When the Vermont Housing and Conservation Board, the Vermont Housing Finance Agency, and the Vermont Dept. of Economic Development’s Community Recovery and Revitalization Program pool their resources and commit to spending $536,000 per apartment to build a 25-unit mixed-income development, the last thing they want to experience is an obstacle.
From my perspective, the Wilco Tango Foxtrot moment should have manifested itself in an obstacle years ago when the Windham & Windsor Housing Trust proposed spending more than $13 million in public funds to build the 25-unit Alice Holway Drive Project in Putney.
The cost of the project didn’t raise any eyebrows because the running narrative, driven by the agencies and authorities that fund the for-profit developers that execute the non-profit missions, is that the cost of housing is rising. A single apartment now costs in excess of $500,000 to build.
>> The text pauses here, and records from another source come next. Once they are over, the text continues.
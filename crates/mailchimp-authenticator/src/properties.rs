//! Operator-facing configuration property metadata.
//!
//! Hosts render these in their provider editor and hand the entered values
//! back as a name/value map (see [`crate::ProviderConfig::from_properties`]).

use serde::{Deserialize, Serialize};

/// Internal authenticator name.
pub const AUTHENTICATOR_NAME: &str = "MailChimpAuthenticator";

/// Name shown to end users.
pub const AUTHENTICATOR_FRIENDLY_NAME: &str = "mailChimp";

/// Property name of the OAuth client ID.
pub const CLIENT_ID: &str = "ClientId";

/// Property name of the OAuth client secret.
pub const CLIENT_SECRET: &str = "ClientSecret";

/// Property name of the callback URL.
pub const CALLBACK_URL: &str = "callbackUrl";

/// Property name of the userinfo endpoint.
pub const USERINFO_ENDPOINT: &str = "UserInfoUrl";

/// Metadata for one configurable property.
#[derive(Debug, Clone, PartialEq, Eq, Serialize, Deserialize)]
#[serde(rename_all = "camelCase")]
pub struct Property {
    /// Key under which the value is stored.
    pub name: String,

    /// Label shown in the editor.
    pub display_name: String,

    /// Help text.
    pub description: String,

    /// Whether the operator must supply a value.
    pub required: bool,

    /// Whether the value must be masked in UIs and logs.
    pub confidential: bool,

    /// Position in the editor, ascending.
    pub display_order: u32,
}

impl Property {
    /// Creates an optional, non-confidential property.
    #[must_use]
    pub fn new(
        name: impl Into<String>,
        display_name: impl Into<String>,
        display_order: u32,
    ) -> Self {
        Self {
            name: name.into(),
            display_name: display_name.into(),
            description: String::new(),
            required: false,
            confidential: false,
            display_order,
        }
    }

    /// Sets the help text.
    #[must_use]
    pub fn with_description(mut self, description: impl Into<String>) -> Self {
        self.description = description.into();
        self
    }

    /// Marks the property as required.
    #[must_use]
    pub fn required(mut self) -> Self {
        self.required = true;
        self
    }

    /// Marks the property as confidential.
    #[must_use]
    pub fn confidential(mut self) -> Self {
        self.confidential = true;
        self
    }
}

/// Returns the four MailChimp properties in display order.
#[must_use]
pub fn configuration_properties() -> Vec<Property> {
    vec![
        Property::new(CLIENT_ID, "Client Id", 0)
            .with_description("Enter mailChimp client identifier value")
            .required(),
        Property::new(CLIENT_SECRET, "Client Secret", 1)
            .with_description("Enter mailChimp client secret value")
            .required()
            .confidential(),
        Property::new(CALLBACK_URL, "Callback URL", 2).with_description("Enter the callback url"),
        Property::new(USERINFO_ENDPOINT, "UserInfo Endpoint", 3)
            .with_description("Enter the userInfo url"),
    ]
}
This narrative is simply not true. The private sector is building apartments for $200 per square foot, but the housing industrial complex machine has created the illusion of truth by repeating the claim that affordable housing is expensive to build—so expensive that an apartment with a yard, a garden, a pool, a garage, an ADU…
The time for an appeal of the Alice Holway Drive Project was three years ago when it was first put in motion. The nature of the appeal should have been the large investment of public funds with such a small return.
But nobody blinked at the price tag; after all, it’s public funds!
Two neighbors filed an appeal of the proposed project, but it was based on land-use issues and meandered through the appeal process for three years before being dismissed. The neighbors argued that the project should have been reviewed under the state’s Act 250 law and that the project’s density would violate local zoning regulations.
Earlier this year, the Vermont Supreme Court upheld the Vermont Environmental Court, clearing the way for the project.
Ka-Ching!
Since then, the land use appeals reform proponents have pointed to the three-year-long appeals process as an example of how “popular and necessary housing construction is derailed, delayed, or diminished by a small number of folks abusing the appeals process who have no direct skin in the game and are reluctant to welcome new neighbors.”
Ouch!
“While appeals are valuable in certain cases, they also drive up costs, affecting every homebuyer, renter, and builder in Vermont. When the project involves public money, appeals also drive up costs for taxpayers.”
Elizabeth Bridgewater of Windham & Windsor Housing Trust reported that the appeals process added $2 million to the project’s cost, or about $80,000 per unit.
There was no mention that the units started at a half million dollars each pre-appeal.
If there is to be any weeping and gnashing of teeth over the cost of this project, it is not due to the appeal but to the “illusion of truth” that is applied to the “that’s how much housing costs” claim made by those that “have no financial skin in the game.” (Callback to the dismissal of the neighbors by the reform proponents)
The fact that public figures can get up in arms over the cost of the appeal and ignore the project’s overall cost is an abdication of fiduciary responsibility.
How can so many agencies and authorities partner with so many non-profits and for-profits and not get a handle on the true construction cost?
Mom-and-pop developers, who provide 80% of Vermont’s affordable housing, somehow manage to buy the same building supplies, hire the same crews, and produce housing at a fraction of the cost. Yet, the wagons circle the Alice Holway Drive Project in Putney to defend the indefensible.
There is no excuse or justification for using public funds to build apartments that cost a half-million each and then cry that the appeals process is driving up costs.
It’s a red herring.
Publicly funded housing costs are high because that’s what leadership is willing to pay.
Vermont State Leadership claims that appeals reform will “add to Vermont’s housing stock more quickly, make affordable housing even more affordable, and give taxpayers a better return on their housing investments.”
I propose that public funds be put in the hands of those producing affordable housing at a rate of 4 to 1 over the housing industrial complex machine and at one-tenth of the cost. This would add to Vermont’s housing stock more quickly, make affordable housing even more affordable, and give taxpayers a better return on their housing investments!
“Meaningful reform” of the appeals process is a red herring, a distraction from the real issue, which is the need for “meaningful reform” of the housing funding process that overspends and underproduces.